Capítulo 9

Había creído que al día siguiente la noticia de la muerte de Ofelia ya sería conocida y se extendería por la ciudad como un reguero de pólvora; pero las semanas transcurrieron y nada sucedió. Por fin lo comprendí: Ofelia se había despedido de la tierra sin informar de ello a nadie más que a mí.

Así pues, yo era el único ser viviente de la tierra enterado de su muerte.

Me invadía una mezcla singular de indescriptible soledad y de una riqueza interior que no necesitaba compartir con nadie.

Todas las personas que me rodeaban, incluso mi padre, se me antojaban figuras recortadas de papel que nada tenían que ver con mi existencia y sólo formaban parte del decorado.

Cuando estaba sentado en el banco del jardín, donde solía soñar a diario durante horas, sintiendo casi sin interrupción la proximidad de Ofelia, pensaba: «¡Aquí, a mis pies, duerme su cuerpo, al que he amado con tanta pasión!». Y siempre experimentaba la ausencia de dolor con un profundo asombro.

¡Qué delicado y certero había sido su sentimiento cuando me pidió durante nuestro paseo en bote que la enterrase aquí y no revelara el lugar a nadie!

De este modo los dos éramos ahora los únicos que lo sabíamos —ella en el más allá y yo aquí en la tierra—, y esta complicidad nos unía tanto que a veces yo ni siquiera sentía su muerte como una ausencia de su cuerpo.

Sólo necesitaba imaginarme que yacía en un cementerio de la ciudad, bajo una lápida, rodeada de muertos, llorada por sus parientes, y la mera idea me atravesaba dolorosamente el pecho como un cuchillo y relegaba a una lejanía inasequible la sensación de su proximidad.

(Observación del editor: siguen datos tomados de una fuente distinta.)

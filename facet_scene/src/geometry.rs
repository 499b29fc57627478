//! The X3D geometry shapes the packer understands.

use facet_render::{GeometrySource, Topology, Vertex, RESTART_INDEX};
use glam::{Vec2, Vec3};
use std::sync::Arc;

use crate::providers::{Color, ColorRgba, Coordinate, TextureCoordinate};

/// Attribute providers a geometry node was given at scene construction.
/// Shared providers (`USE`) are the same `Arc`.
#[derive(Clone, Debug, Default)]
pub struct Providers {
    pub coord: Option<Arc<Coordinate>>,
    pub color: Option<Arc<Color>>,
    pub color_rgba: Option<Arc<ColorRgba>>,
    pub tex_coord: Option<Arc<TextureCoordinate>>,
}

impl Providers {
    pub fn new(coord: Arc<Coordinate>) -> Self {
        Self {
            coord: Some(coord),
            ..Default::default()
        }
    }

    pub fn with_color(mut self, color: Arc<Color>) -> Self {
        self.color = Some(color);
        self
    }

    pub fn with_color_rgba(mut self, color: Arc<ColorRgba>) -> Self {
        self.color_rgba = Some(color);
        self
    }

    pub fn with_tex_coord(mut self, tex_coord: Arc<TextureCoordinate>) -> Self {
        self.tex_coord = Some(tex_coord);
        self
    }

    fn points(&self) -> Option<&[Vec3]> {
        self.coord.as_deref().map(|coord| coord.point.as_slice())
    }

    fn rgb(&self) -> Option<&[f32]> {
        self.color.as_deref().map(|color| color.color.as_slice())
    }

    fn rgba(&self) -> Option<&[f32]> {
        self.color_rgba.as_deref().map(|color| color.color.as_slice())
    }

    fn tex_points(&self) -> Option<&[Vec2]> {
        self.tex_coord
            .as_deref()
            .map(|tex_coord| tex_coord.point.as_slice())
    }
}

#[derive(Clone, Debug)]
pub struct IndexedTriangleSet {
    pub providers: Providers,
    pub index: Vec<i32>,
    pub color_per_vertex: bool,
}

impl Default for IndexedTriangleSet {
    fn default() -> Self {
        Self {
            providers: Providers::default(),
            index: Vec::new(),
            color_per_vertex: true,
        }
    }
}

impl GeometrySource for IndexedTriangleSet {
    fn coordinates(&self) -> Option<&[Vec3]> {
        self.providers.points()
    }

    fn indices(&self) -> &[i32] {
        &self.index
    }

    fn rgb_colors(&self) -> Option<&[f32]> {
        self.providers.rgb()
    }

    fn rgba_colors(&self) -> Option<&[f32]> {
        self.providers.rgba()
    }

    fn texture_coordinates(&self) -> Option<&[Vec2]> {
        self.providers.tex_points()
    }

    fn color_per_vertex(&self) -> bool {
        self.color_per_vertex
    }
}

/// Polygons delimited by `-1` in `coord_index`.
#[derive(Clone, Debug)]
pub struct IndexedFaceSet {
    pub providers: Providers,
    pub coord_index: Vec<i32>,
    pub color_index: Vec<i32>,
    pub tex_coord_index: Vec<i32>,
    pub color_per_vertex: bool,
}

impl Default for IndexedFaceSet {
    fn default() -> Self {
        Self {
            providers: Providers::default(),
            coord_index: Vec::new(),
            color_index: Vec::new(),
            tex_coord_index: Vec::new(),
            color_per_vertex: true,
        }
    }
}

impl GeometrySource for IndexedFaceSet {
    fn coordinates(&self) -> Option<&[Vec3]> {
        self.providers.points()
    }

    fn indices(&self) -> &[i32] {
        &self.coord_index
    }

    fn rgb_colors(&self) -> Option<&[f32]> {
        self.providers.rgb()
    }

    fn rgba_colors(&self) -> Option<&[f32]> {
        self.providers.rgba()
    }

    fn color_indices(&self) -> &[i32] {
        &self.color_index
    }

    fn texture_coordinates(&self) -> Option<&[Vec2]> {
        self.providers.tex_points()
    }

    fn texture_indices(&self) -> &[i32] {
        &self.tex_coord_index
    }

    fn color_per_vertex(&self) -> bool {
        self.color_per_vertex
    }

    fn topology(&self) -> Topology {
        Topology::Polygons
    }
}

/// Polylines delimited by `-1`, drawn as segments.
#[derive(Clone, Debug)]
pub struct IndexedLineSet {
    pub providers: Providers,
    pub coord_index: Vec<i32>,
    pub color_index: Vec<i32>,
    pub color_per_vertex: bool,
}

impl IndexedLineSet {
    /// Line list through the positions of `vertices`, two per segment.
    /// Each pair is its own polyline; an odd trailing vertex is left out.
    pub fn from_vertices(vertices: &[Vertex]) -> Self {
        let coord = Coordinate {
            point: vertices.iter().map(|vertex| vertex.position).collect(),
        };
        let pairs = vertices.len() as i32 / 2;
        Self {
            providers: Providers::new(Arc::new(coord)),
            coord_index: (0..pairs)
                .flat_map(|pair| [pair * 2, pair * 2 + 1, RESTART_INDEX])
                .collect(),
            ..Default::default()
        }
    }
}

impl Default for IndexedLineSet {
    fn default() -> Self {
        Self {
            providers: Providers::default(),
            coord_index: Vec::new(),
            color_index: Vec::new(),
            color_per_vertex: true,
        }
    }
}

impl GeometrySource for IndexedLineSet {
    fn coordinates(&self) -> Option<&[Vec3]> {
        self.providers.points()
    }

    fn indices(&self) -> &[i32] {
        &self.coord_index
    }

    fn rgb_colors(&self) -> Option<&[f32]> {
        self.providers.rgb()
    }

    fn rgba_colors(&self) -> Option<&[f32]> {
        self.providers.rgba()
    }

    fn color_indices(&self) -> &[i32] {
        &self.color_index
    }

    fn texture_coordinates(&self) -> Option<&[Vec2]> {
        self.providers.tex_points()
    }

    fn color_per_vertex(&self) -> bool {
        self.color_per_vertex
    }

    fn vertex_stride(&self) -> Option<usize> {
        Some(2)
    }

    fn topology(&self) -> Topology {
        Topology::Polylines
    }
}

/// Unindexed segments over the first `vertex_count` coordinates, or all of
/// them when unset.
#[derive(Clone, Debug, Default)]
pub struct LineSet {
    pub providers: Providers,
    pub vertex_count: Option<usize>,
}

impl GeometrySource for LineSet {
    fn coordinates(&self) -> Option<&[Vec3]> {
        self.providers.points()
    }

    fn rgb_colors(&self) -> Option<&[f32]> {
        self.providers.rgb()
    }

    fn rgba_colors(&self) -> Option<&[f32]> {
        self.providers.rgba()
    }

    fn texture_coordinates(&self) -> Option<&[Vec2]> {
        self.providers.tex_points()
    }

    fn vertex_stride(&self) -> Option<usize> {
        Some(2)
    }

    fn vertex_count(&self) -> Option<usize> {
        self.vertex_count
    }

    fn requires_indices(&self) -> bool {
        false
    }
}

#[derive(Clone, Debug, Default)]
pub struct PointSet {
    pub providers: Providers,
}

impl GeometrySource for PointSet {
    fn coordinates(&self) -> Option<&[Vec3]> {
        self.providers.points()
    }

    fn rgb_colors(&self) -> Option<&[f32]> {
        self.providers.rgb()
    }

    fn rgba_colors(&self) -> Option<&[f32]> {
        self.providers.rgba()
    }

    fn texture_coordinates(&self) -> Option<&[Vec2]> {
        self.providers.tex_points()
    }

    fn vertex_stride(&self) -> Option<usize> {
        Some(1)
    }

    fn requires_indices(&self) -> bool {
        false
    }
}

La vaga creencia de los hombres de que la muerte es sólo un delgado tabique entre la visibilidad y la invisibilidad y no un abismo infranqueable, se convertiría muy pronto en una certeza firme si enterrasen a sus muertos en lugares sólo accesibles para ellos y no en cementerios públicos.

Cuando hube asimilado por completo mi soledad, aquella noche en que enterré el cuerpo de Ofelia quedó grabada en mi memoria como si fuera la de mi propio entierro y yo sólo fuese en lo sucesivo un fantasma sobre la tierra, un cadáver errante que ya no tuviera nada en común con los seres de carne y hueso.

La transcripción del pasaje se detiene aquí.